Cytochrome c 7

Cytocrhome c 7 (Cc7) is a three heme-containing protein derived from the sulfur-reducing bacterium Desulfuromonas acetoxidans. Cc7 is crucial to the bacteria's anaerobic sulfure respiration as it plays a role in the electron-transfer mechanism, and as such it is located in the mitochondrial intermembrane space^[1]. Over the course of 3.5 million years, Desulfuromonas acetoxidans have evolved to use anaerobic sulfure respiration as the main driving force of their survival^[2].

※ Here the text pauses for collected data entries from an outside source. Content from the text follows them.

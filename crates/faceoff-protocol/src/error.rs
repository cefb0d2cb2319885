//! Error types for the protocol layer.

/// Errors that can occur while encoding or decoding wire events.
#[derive(Debug, thiserror::Error)]
pub enum ProtocolError {
    /// Serialization failed (turning a Rust type into bytes).
    #[error("encode failed: {0}")]
    Encode(serde_json::Error),

    /// Deserialization failed: malformed JSON, an unknown event tag, or
    /// missing required fields. Caller-supplied shape is never trusted
    /// past this point.
    #[error("decode failed: {0}")]
    Decode(serde_json::Error),

    /// The frame decoded but violates a protocol rule (e.g. an empty
    /// player name).
    #[error("invalid message: {0}")]
    InvalidMessage(String),
}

As a result, Cc7 is able to reduce sulfure, its oxidized variants (thiosulfate, sulfur, sulfite, sulfate, etc) and even heavy metals to produce the required energy^[3]. If using sulfure, the product formed is hydrogen sulfide. This compound is able to react with heavy metal ions to form almost non-lethal and quite insoluble metal sulfides^[1]. This enzymatic ability of Cc7 is unique to the animal kingdom, and the ability to create less-toxic and insoluble metal sulfides has intrigued researchers as of late^[3].

Structural Components

Cc7 is a single polypeptide chain 68 residues total containing three heme groups. The polypeptide strand has one alpha helix 4 residues in length and two beta strands 2 residues in length. The heme groups are labelled. The binding site is located on the distal side of heme group IV where are an interactive component of the active site. The net charge of these residues is positive, thus binding to negatively charge compounds or cations^[1].

Function

The function of Cc7 was determined by using NMR spectroscopy as a mointoring technique to determine the oxidation levels of the protein as more chromate (-2)^[1]. Chromate (-2) nor chromium are part of Cc7's structure; they are the reactant and the product of the reductase activity of Cc7, respectively. The following steps will elaborate how Cc7 carries out its oxidation.

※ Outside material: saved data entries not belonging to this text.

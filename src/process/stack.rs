// Copyright 2025 The Rustux Authors
//
// Use of this source code is governed by a MIT-style
// license that can be found in the LICENSE file or at
// https://opensource.org/licenses/MIT

//! Per-process kernel stack

use alloc::vec::Vec;

use crate::param::KSTACKSIZE;

/// Kernel stack of one process
///
/// Allocated when the slot is claimed and released when the slot is reaped,
/// never earlier: a zombie still runs on it until its final switch.
pub struct KernelStack {
    mem: Vec<u8>,
}

impl KernelStack {
    /// Allocate a zeroed stack of [`KSTACKSIZE`] bytes
    ///
    /// Returns `None` when the allocator cannot satisfy the request.
    pub fn new() -> Option<Self> {
        let mut mem = Vec::new();
        mem.try_reserve_exact(KSTACKSIZE).ok()?;
        mem.resize(KSTACKSIZE, 0);
        Some(Self { mem })
    }

    /// Lowest address of the stack
    pub fn base(&self) -> usize {
        self.mem.as_ptr() as usize
    }

    /// One past the highest address; stacks grow down from here
    pub fn top(&self) -> usize {
        self.base() + self.mem.len()
    }

    /// Stack size in bytes
    pub fn len(&self) -> usize {
        self.mem.len()
    }

    /// Whether the stack has no usable space
    pub fn is_empty(&self) -> bool {
        self.mem.is_empty()
    }

    /// Raw stack memory, used to lay out a first-run frame
    pub fn as_mut_slice(&mut self) -> &mut [u8] {
        &mut self.mem
    }
}

impl core::fmt::Debug for KernelStack {
    fn fmt(&self, f: &mut core::fmt::Formatter<'_>) -> core::fmt::Result {
        f.debug_struct("KernelStack")
            .field("base", &format_args!("{:#x}", self.base()))
            .field("len", &self.len())
            .finish()
    }
}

As mentioned previously, Cc7 is a sulfur/metal terminal reductase, an enzyme that reduces a sulfur-containing compounds into a sulfide or reduces heavy metals to generate electrons to be used in electron transport chain^[1].

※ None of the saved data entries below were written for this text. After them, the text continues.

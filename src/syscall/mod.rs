// Copyright 2025 The Rustux Authors
//
// Use of this source code is governed by a MIT-style
// license that can be found in the LICENSE file or at
// https://opensource.org/licenses/MIT

//! System Call Interface
//!
//! Process-management syscalls. The number and arguments come from the
//! caller's saved trap frame and the result goes back into it.
//!
//! # Error Return Convention
//!
//! ```text
//! Success: zero or a positive value
//! Failure: -1
//! ```
//!
//! Numbers outside [`number`] belong to other kernel layers and fail here.

use core::sync::atomic::{AtomicU64, Ordering};

use crate::error::{ProcError, ProcResult};
use crate::kernel::Kernel;
use crate::param::MAX_SYSCALLS;
use crate::process::Pid;
use crate::sched::Tier;
use crate::traits::{Machine, TrapFrame};

/// Syscall return type
pub type SyscallRet = isize;

/// Syscall numbers
pub mod number {
    pub const FORK: usize = 1;
    pub const EXIT: usize = 2;
    pub const WAIT: usize = 3;
    pub const KILL: usize = 6;
    pub const GETPID: usize = 11;
    pub const SBRK: usize = 12;
    pub const SLEEP: usize = 13;
    pub const UPTIME: usize = 14;
    pub const SORT_SYSCALLS: usize = 22;
    pub const GET_MOST_INVOKED_SYSCALL: usize = 23;
    pub const LIST_ALL_PROCESSES: usize = 24;
    pub const SET_BURST_CONFIDENCE: usize = 25;
    pub const CHANGE_QUEUE: usize = 26;
    pub const PRINT_PROCESS_INFORMATION: usize = 27;
    pub const GET_NUMBER_OF_TOTAL_SYSCALLS: usize = 28;
}

/// Convert a result to the value user space sees
#[inline]
pub fn to_ret(result: ProcResult<SyscallRet>) -> SyscallRet {
    result.unwrap_or_else(ProcError::sentinel)
}

/// Convert success value to return value
#[inline]
pub const fn ok_to_ret(val: usize) -> SyscallRet {
    val as SyscallRet
}

/// Kernel-wide syscall counter
pub struct SyscallStats {
    total: AtomicU64,
}

impl SyscallStats {
    pub const fn new() -> Self {
        Self { total: AtomicU64::new(0) }
    }

    /// Count one syscall
    pub fn record(&self) {
        self.total.fetch_add(1, Ordering::Relaxed);
    }

    /// Syscalls made since boot
    pub fn total(&self) -> u64 {
        self.total.load(Ordering::Relaxed)
    }
}

impl Default for SyscallStats {
    fn default() -> Self {
        Self::new()
    }
}

/// ============================================================================
/// Syscall Dispatcher
/// ============================================================================

impl<M: Machine> Kernel<M> {
    /// Handle the syscall saved in the caller's trap frame
    ///
    /// A killed caller exits instead of entering the call, and again
    /// instead of returning from it.
    pub fn syscall(&self) {
        self.kill_checkpoint(true);

        let (cpu, slot) = {
            let table = self.lock_table();
            let cpu = self.mycpu();
            (cpu, self.check(table.current(cpu)))
        };
        let (num, args) = {
            let owned = self.owned(slot);
            let frame = &owned.frame;
            (frame.syscall_number(), [frame.arg(0), frame.arg(1), frame.arg(2)])
        };
        self.count_syscall(cpu, slot, num);

        let ret = to_ret(self.dispatch(num, args));
        self.owned(slot).frame.set_return(ret);

        self.kill_checkpoint(true);
    }

    fn count_syscall(&self, cpu: usize, slot: usize, num: usize) {
        let mut table = self.lock_table();
        if let Some(count) = table.proc_mut(slot).syscalls.get_mut(num) {
            *count += 1;
        }
        table.cpus[cpu].syscalls += 1;
        self.stats.record();
    }

    fn dispatch(&self, num: usize, args: [usize; 3]) -> ProcResult<SyscallRet> {
        let pid = || narrow(args[0]).map(Pid);
        match num {
            number::FORK => self.fork().map(|child| ok_to_ret(child.0 as usize)),
            number::EXIT => self.exit(),
            number::WAIT => self.wait().map(|child| ok_to_ret(child.0 as usize)),
            number::KILL => self.kill(pid()?).map(|()| 0),
            number::GETPID => Ok(ok_to_ret(self.getpid().0 as usize)),
            number::SBRK => self.grow(args[0] as isize).map(ok_to_ret),
            number::SLEEP => self.sleep_ticks(args[0] as u64).map(|()| 0),
            number::UPTIME => Ok(ok_to_ret(self.uptime() as usize)),
            number::SORT_SYSCALLS => self.syscall_usage(pid()?).map(|()| 0),
            number::GET_MOST_INVOKED_SYSCALL => self.most_invoked_syscall(pid()?).map(|_| 0),
            number::LIST_ALL_PROCESSES => self.list_all_processes().map(|_| 0),
            number::SET_BURST_CONFIDENCE => self
                .set_burst_confidence(pid()?, narrow(args[1])?, narrow(args[2])?)
                .map(|()| 0),
            number::CHANGE_QUEUE => Tier::from_number(args[1])
                .ok_or(ProcError::InvalidArgument)
                .and_then(|tier| pid().and_then(|pid| self.change_tier(pid, tier)))
                .map(|()| 0),
            number::PRINT_PROCESS_INFORMATION => {
                self.print_process_information();
                Ok(0)
            }
            number::GET_NUMBER_OF_TOTAL_SYSCALLS => {
                self.print_syscall_totals();
                Ok(0)
            }
            _ => {
                log::warn!("syscall: unknown number {}", num);
                Err(ProcError::UnknownSyscall)
            }
        }
    }
}

/// A 32-bit argument; wider values are rejected rather than truncated
fn narrow(arg: usize) -> ProcResult<u32> {
    u32::try_from(arg).map_err(|_| ProcError::InvalidArgument)
}

const _: () = assert!(number::GET_NUMBER_OF_TOTAL_SYSCALLS < MAX_SYSCALLS);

To begin the reaction, Cc7 must be in its resting state (i.e. fully reduced). A negatively charged chromate (-2) interacts and binds with the positively charged surface area of Cc7 containing the positive lysine residues located on the distal side of heme IV. Lysine residues 41, 42, 46 and 50 form the binding site for the chromate (-2) ion. The first round of reductions takes place once the chromate (-2) ion binds to the active site. Binding of the chromate (-2) ion induces the iron (II) atom of heme groups I and III to be oxidized first. Because of the close proximity of all the heme groups, the oxidation of heme groups I and III causes heme group IV to reduce the chromate (-2) ion. To put it simply, the heme groups I and III push the electron from heme group IV into the chromate (-2) ion. The process continues sequentially from heme III to heme I as each electron from their iron (II) are donated to chromium atom via heme IV. This ability is called electron tunnelling^[1] and it believed to be the main driving force for this reaction to occur. This is thought to be possible as heme groups I and III are able to re-establish thermodynamic conditions by transfering their free iron (II) electron to heme IV. The final result of this series of reductions is a chromium (III) ion. The chromium (III) ion remains in the same region where the charged chromate (-2) ion was first bound. This is made possible by the positive lysine residues present in the active site. The positive nature of the lysine side chains binds the cation in place.

Therefore, the final products of the reaction are a chromium (III) ion and the oxidized Cc7 with three iron(III) hemes.